First day high. Or low. Or whatever.


This sem, I decided to enroll on a Masters Degree in Asian Studies at the UP-Asian Center. I felt like I needed a worthy distraction from the thoughts that jade me recently. I was feeling kinda insecure about a lot of things lately so a hefty amount of history readings and class presentations are a welcome respite to my semi-boring life. Lol. Emo. Hahaha. Ok, so it’s not really boring. It’s just all angst and a late spurt of teenage rebellion thing. Hahaha. Feeling teen pa kase ako kahit 21 na. There.

The ~cute notebook. Hahaha. May sungay talaga. Tss.
Anyway, so there, I went to school on Tuesday armed with a pencil case filled with colored pens, a violet sign pen and a cute notebook courtesy of Ate Fina. Hahaha! Good luck gift daw. I intend to draw on the first page. Pero next time nalang. 

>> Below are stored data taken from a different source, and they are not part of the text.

//! Analysis engine
//!
//! Coordinates resolution, concurrent provider fetches, aggregation and the
//! analysis stages for one request.

pub mod analysis_engine;
pub mod result;

pub use analysis_engine::{AnalysisEngine, SourceSet};
pub use result::{AnalysisResult, assemble};
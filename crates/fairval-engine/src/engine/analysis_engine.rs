//! Company analysis engine

use std::path::Path;
use std::sync::Arc;

use chrono::NaiveDate;
use tracing::{info, instrument};

use crate::analysis::{Aggregator, SourceOutcomes};
use crate::cache::{CacheKey, SourceCache};
use crate::config::EngineConfig;
use crate::error::{AnalysisError, Result, SourceError};
use crate::model::CompanyIdentity;
use crate::resolver::{IdentifierResolver, SecurityDirectory};
use crate::retry::RetryPolicy;
use crate::sources::{FileSource, HttpSource, SourceAdapter, SourceKind, SourcePayload};

use super::result::{AnalysisResult, assemble};

/// One provider per kind
#[derive(Clone)]
pub struct SourceSet {
    pub filings: Arc<dyn SourceAdapter>,
    pub market: Arc<dyn SourceAdapter>,
    pub sector: Arc<dyn SourceAdapter>,
}

impl SourceSet {
    pub fn new(
        filings: Arc<dyn SourceAdapter>,
        market: Arc<dyn SourceAdapter>,
        sector: Arc<dyn SourceAdapter>,
    ) -> Self {
        Self {
            filings,
            market,
            sector,
        }
    }

    /// File-backed providers reading `<root>/{filings,market,sectors}/<key>.json`
    pub fn from_data_dir(root: impl AsRef<Path>) -> Self {
        let root = root.as_ref();
        Self::new(
            Arc::new(FileSource::new(SourceKind::Filings, root)),
            Arc::new(FileSource::new(SourceKind::Market, root)),
            Arc::new(FileSource::new(SourceKind::Sector, root)),
        )
    }

    /// HTTP providers sharing one base URL
    pub fn from_base_url(base_url: &str) -> Result<Self> {
        Ok(Self::new(
            Arc::new(HttpSource::new(SourceKind::Filings, base_url)?),
            Arc::new(HttpSource::new(SourceKind::Market, base_url)?),
            Arc::new(HttpSource::new(SourceKind::Sector, base_url)?),
        ))
    }

    pub fn get(&self, kind: SourceKind) -> &Arc<dyn SourceAdapter> {
        match kind {
            SourceKind::Filings => &self.filings,
            SourceKind::Market => &self.market,
            SourceKind::Sector => &self.sector,
        }
    }

    fn validate(&self) -> Result<()> {
        for kind in SourceKind::ALL {
            let actual = self.get(kind).kind();
            if actual != kind {
                return Err(AnalysisError::Config(format!(
                    "{kind} slot holds a {actual} provider"
                )));
            }
        }
        Ok(())
    }
}

/// Resolves a query, gathers provider data concurrently and assembles the
/// valuation result.
///
/// Safe to share across tasks; concurrent requests for the same security
/// and date share provider calls through the source cache.
pub struct AnalysisEngine {
    config: EngineConfig,
    resolver: IdentifierResolver,
    sources: SourceSet,
    cache: SourceCache,
    retry: RetryPolicy,
}

impl AnalysisEngine {
    pub fn new(config: EngineConfig, directory: SecurityDirectory, sources: SourceSet) -> Result<Self> {
        config.validate()?;
        sources.validate()?;

        Ok(Self {
            resolver: IdentifierResolver::new(directory, config.resolver_cache_ttl),
            cache: SourceCache::new(config.source_cache_ttl),
            retry: RetryPolicy::from_config(&config),
            sources,
            config,
        })
    }

    /// Replace the retry policy derived from the configuration
    pub fn with_retry_policy(mut self, retry: RetryPolicy) -> Self {
        self.retry = retry;
        self
    }

    pub fn config(&self) -> &EngineConfig {
        &self.config
    }

    pub fn cache(&self) -> &SourceCache {
        &self.cache
    }

    /// Resolve a query without fetching any data
    pub fn resolve(&self, query: &str) -> Result<CompanyIdentity> {
        self.resolver.resolve(query)
    }

    /// Analyze one company.
    ///
    /// # Errors
    ///
    /// Only identifier resolution fails a request. Provider failures are
    /// reported in [`AnalysisResult::sources`] and leave dependent fields
    /// unavailable.
    #[instrument(skip(self))]
    pub async fn analyze(&self, query: &str) -> Result<AnalysisResult> {
        let identity = self.resolver.resolve(query)?;
        let as_of = self.config.effective_as_of();
        info!("Analyzing {} ({}) as of {}", identity.name, identity.code, as_of);

        let (filings, market, sector) = tokio::join!(
            self.fetch(SourceKind::Filings, &identity, as_of),
            self.fetch(SourceKind::Market, &identity, as_of),
            self.fetch(SourceKind::Sector, &identity, as_of),
        );

        let snapshot = Aggregator::new(as_of, self.config.staleness_tolerance_days).aggregate(
            SourceOutcomes {
                filings,
                market,
                sector,
            },
        );

        Ok(assemble(identity, snapshot, &self.config))
    }

    async fn fetch(
        &self,
        kind: SourceKind,
        identity: &CompanyIdentity,
        as_of: NaiveDate,
    ) -> std::result::Result<SourcePayload, SourceError> {
        let key = CacheKey::new(kind, identity.code.clone(), as_of);
        let adapter = Arc::clone(self.sources.get(kind));
        let retry = self.retry.clone();
        let identity = identity.clone();

        self.cache
            .get_or_fetch(key, move || async move {
                retry
                    .execute(kind, || adapter.fetch(&identity, as_of))
                    .await
            })
            .await
    }
}
//! Fair-value estimation
//!
//! Blends an earnings-based estimate (EPS × target PER) with a book-based
//! estimate (BPS × target PBR). The target PER is the sector average when a
//! peer comparison exists and the configured default otherwise.

use serde::{Deserialize, Serialize};

use crate::config::ValuationConfig;
use crate::model::{FundamentalSnapshot, finite};

/// A fair-value estimate and the parts it was built from
#[derive(Debug, Clone, Copy, PartialEq, Serialize, Deserialize)]
pub struct FairValue {
    pub value: f64,
    pub earnings_based: Option<f64>,
    pub book_based: Option<f64>,
    pub target_per: f64,
    pub target_pbr: f64,
}

/// Estimate fair value per share.
///
/// Returns `None` when neither EPS nor BPS yields a positive estimate.
pub fn estimate(
    fundamentals: &FundamentalSnapshot,
    sector_avg_per: Option<f64>,
    config: &ValuationConfig,
) -> Option<FairValue> {
    let target_per = finite(sector_avg_per)
        .filter(|per| *per > 0.0)
        .unwrap_or(config.default_target_per);
    let target_pbr = config.target_pbr;

    let earnings_based = positive(fundamentals.eps.map(|eps| eps * target_per));
    let book_based = positive(fundamentals.bps.map(|bps| bps * target_pbr));

    let value = match (earnings_based, book_based) {
        (Some(earnings), Some(book)) => {
            config.earnings_weight * earnings + (1.0 - config.earnings_weight) * book
        }
        (Some(earnings), None) => earnings,
        (None, Some(book)) => book,
        (None, None) => return None,
    };

    Some(FairValue {
        value,
        earnings_based,
        book_based,
        target_per,
        target_pbr,
    })
}

/// Signed `(fair_value - price) / price * 100`.
///
/// `None` when either side is missing or the price is zero.
pub fn undervaluation_pct(fair_value: Option<f64>, price: Option<f64>) -> Option<f64> {
    let fair_value = finite(fair_value)?;
    let price = finite(price)?;
    if price == 0.0 {
        return None;
    }
    Some((fair_value - price) / price * 100.0)
}

fn positive(value: Option<f64>) -> Option<f64> {
    finite(value).filter(|v| *v > 0.0)
}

Our first class was Modern Asia and it was like college all over. There’s a sea of new faces—this time, they’re mature- looking and exuding with confidence. I thought of trying to strike a conversation with anyone but immediately decided against it because my ~extrovert self failed me. So I sat across my classmates and opened my phone to read Ken Liu’s Hugo Award-winning short story while waiting for our professor to arrive. The small room slowly filled with more people. There’s this Chinese girl who sat on the chair on my right and another girl wearing a sweatshirt and knee-high socks on my left. I smiled and went back to my reading. The professor came inside after thirty minutes only to tell us he’ll meet the other class on the next room. By 6PM, the screen was flashing “Introduction to Modern Asia” and a quote from Charles Taylor:

“The project of development imposed upon traditional societies by the so-called modernization banishes what is important to them such as sacred horizon, a fixed community and an unchallengeable custom and tradition.” (1999)

Hmmm. So it’s like this in a nutshell: In order to attain development, a certain community must embrace modernization and transform its traditional psyche/ setup into something more adaptable and relative to the status quo. Or not really. For me, modernization and a well-meaning tradition must complement each other to attain a better form of development. But then again such a thought would be validated as soon as the class plunges into further discussions throughout the coursework. I look forward to such.

After the presentation, the class (I only have 12 classmates, just so you know haha) was asked to comment on the syllabus and add or remove subtopics depending on the class’ desire. I actually like the original syllabus, with topics ranging from the concepts of civilization and nationalism, colonial legacies from the Europeans (i.e. East India, British Indies, Spain, Portugal and the French colonies in Southeast Asia), fall of known empires, independence and the beginning and end of the Cold War. There are also topics that intend to discuss the rise of Northeast Asian countries (i.e. China, Japan and South Korea), as well as the social and nationalist movements in many Asian rogue states. Finally, discussions on special topics related to modernization like regional economic integration, regional blocs, transnational crimes and security, culture and mass media/technology and climate change are also part of the syllabus. During the group discussion, I suggested that the class might be interested to include labor and migration in the special topics part. I said that it might be a good prelude to better understand why Asian economies are thriving or are choosing to do cooperation and bilateral agreements. People in search for jobs contribute much to international human traffic and may as well help in better understanding the sudden increase in transnational crimes committed (i.e. drug mules, prostitution, slavery). I kinda felt they understood my point because they included it in the revised syllabus. Hahaha. So much for participation.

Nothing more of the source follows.